As secretary of the KPD in Merseburg/Querfurt, he organised the struggle to counter the Kapp-Lüttwitz-Putsch in 1920. A year later he took part in the March fighting in 1921 in Central Germany. He was imprisoned and then released on 22 August 1921 from Naumburg jail.
As party secretary in Düsseldorf-Mörs, he was apprehended by the Belgian occupation authority and tried before an extraordinary court martial in Aachen, because of political agitation against the occupation. He was put into the detention camp at Rheindahlen near Mönchengladbach. He was then extradited by the Allied commission to the Supreme Imperial Attorney.
During the following years he functioned as district secretary of the German Communist Party in Bielefeld and Kassel.
In 1924 aged 34, he became chairman of the works' council of the Schneider company in Nebra. The firm was closed down after salary demands were justified by the social courts of Naumburg, Jena and Berlin. When the company was re-established, the workers' representatives were not re-employed.

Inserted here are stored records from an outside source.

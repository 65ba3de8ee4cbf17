use crate::span::Span;
use crate::token::TokenType;
use thiserror::Error;

#[derive(Debug, Clone, PartialEq, Error)]
pub enum LexError {
    #[error("Character `{0}` on line {1} at position {2} is not recognized")]
    UnrecognizedCharacter(char, usize, Span),
}

impl LexError {
    pub fn get_source_start(&self, input: &str) -> (usize, usize) {
        match self {
            LexError::UnrecognizedCharacter(_, _, s) => s.to_start_row_col(input),
        }
    }
}

#[derive(Debug, Clone, PartialEq, Error)]
pub enum ParseError {
    #[error("Unexpected token `{0}` at position {1}, expected a number or `(`")]
    UnexpectedToken(TokenType, Span),

    #[error("Missing closing paren for `(` at position {0}, found `{1}` at position {2}")]
    MissingClosingParen(Span, TokenType, Span),

    #[error("Number token at position {0} carries no value")]
    ParseToNumber(Span),

    #[error("Parentheses nested too deep at position {0}")]
    NestingTooDeep(Span),

    #[error("Unable to parse the next value because the tokens ended without EOF")]
    Eof,

    #[error("Leftover tokens starting with `{0}` at {1}")]
    Unfinished(TokenType, Span),
}

impl ParseError {
    pub fn get_source_start(&self, input: &str) -> (usize, usize) {
        use ParseError::*;
        match self {
            UnexpectedToken(_, s) => s.to_start_row_col(input),
            MissingClosingParen(_, _, s) => s.to_start_row_col(input),
            ParseToNumber(s) => s.to_start_row_col(input),
            NestingTooDeep(s) => s.to_start_row_col(input),
            Eof => (0, 0),
            Unfinished(_, s) => s.to_start_row_col(input),
        }
    }
}
use std::env;

const DEFAULT_PROMPT: &str = ">> ";

pub const PROMPT_VAR: &str = "CALC_PROMPT";
pub const STRICT_VAR: &str = "CALC_STRICT";

#[derive(Debug, Clone, PartialEq, Eq)]
pub struct Config {
    pub prompt: String,
    // fail on the first unrecognized character instead of skipping it
    pub strict: bool,
}

impl Default for Config {
    fn default() -> Self {
        Config {
            prompt: DEFAULT_PROMPT.to_string(),
            strict: false,
        }
    }
}

impl Config {
    /// Reads the process environment. Call after `dotenvy::dotenv()` so that
    /// values from a `.env` file are visible.
    pub fn from_env() -> Self {
        Self::from_lookup(|key| env::var(key).ok())
    }

    pub fn from_lookup<F>(lookup: F) -> Self
    where
        F: Fn(&str) -> Option<String>,
    {
        let default = Config::default();
        Config {
            prompt: lookup(PROMPT_VAR).unwrap_or(default.prompt),
            strict: lookup(STRICT_VAR)
                .map(|v| is_truthy(&v))
                .unwrap_or(default.strict),
        }
    }
}

fn is_truthy(value: &str) -> bool {
    matches!(
        value.trim().to_ascii_lowercase().as_str(),
        "1" | "true" | "yes" | "on"
    )
}

#[cfg(test)]
mod tests {
    use super::*;
    use std::collections::HashMap;

    fn config_from(pairs: &[(&str, &str)]) -> Config {
        let vars: HashMap<String, String> = pairs
            .iter()
            .map(|(k, v)| (k.to_string(), v.to_string()))
            .collect();
        Config::from_lookup(|key| vars.get(key).cloned())
    }

    #[test]
    fn defaults_when_unset() {
        assert_eq!(config_from(&[]), Config::default());
        assert_eq!(Config::default().prompt, ">> ");
        assert!(!Config::default().strict);
    }

    #[test]
    fn reads_prompt() {
        let config = config_from(&[(PROMPT_VAR, "calc> ")]);
        assert_eq!(config.prompt, "calc> ");
    }

    #[test]
    fn reads_strict_flag() {
        for value in ["1", "true", "TRUE", " yes ", "on"] {
            assert!(config_from(&[(STRICT_VAR, value)]).strict, "{:?}", value);
        }
        for value in ["0", "false", "", "nope"] {
            assert!(!config_from(&[(STRICT_VAR, value)]).strict, "{:?}", value);
        }
    }
}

In the mid 1920s he became a sales agent. He subsequently started his own small business and worked until the end of 1943 as an independent trader in Nebra.
Artelt was apprehended in 1933 and was supposed to be imprisoned. However, when the officer in charge recognised him as a former navy comrade, he refrained from doing so. Artelt nevertheless had to report to the police daily at noon and he was not allowed to leave Nebra. Every now and then he was apprehended and questioned but released afterwards. At the end of 1943 he had to carry out military service at the Lützkendorf mineral oil company.[21] He was also put under Gestapo surveillance.
After the end of the second world war, Artelt became an initiator for the KPD and SPD merger into the SED in the Querfurt district. He became 1st district secretary.
From 1948 to 1949 he was district chairman and thereafter became first district secretary of the peoples congress, which was later renamed the National Front.
In November 1948 Artelt held speeches with the consent of the Soviet and British occupational authorities at seven large rallies in Kiel and its surroundings. This was to commemorate the 30th anniversary of the sailors' mutiny in Kiel.
In the 1960s and 70s he became highly decorated and he gave lectures in factories, schools and so on, about his revolutionary past in Kiel and other parts of Germany.
From the middle of 1980 until his death on 28 September 1981 he lived in the "Clara Zetkin" old people's home in Halle/Saale. In June 2012 the gravesite at the cemetery in Nebra was declared an honorary grave by decision of the municipal council.[22]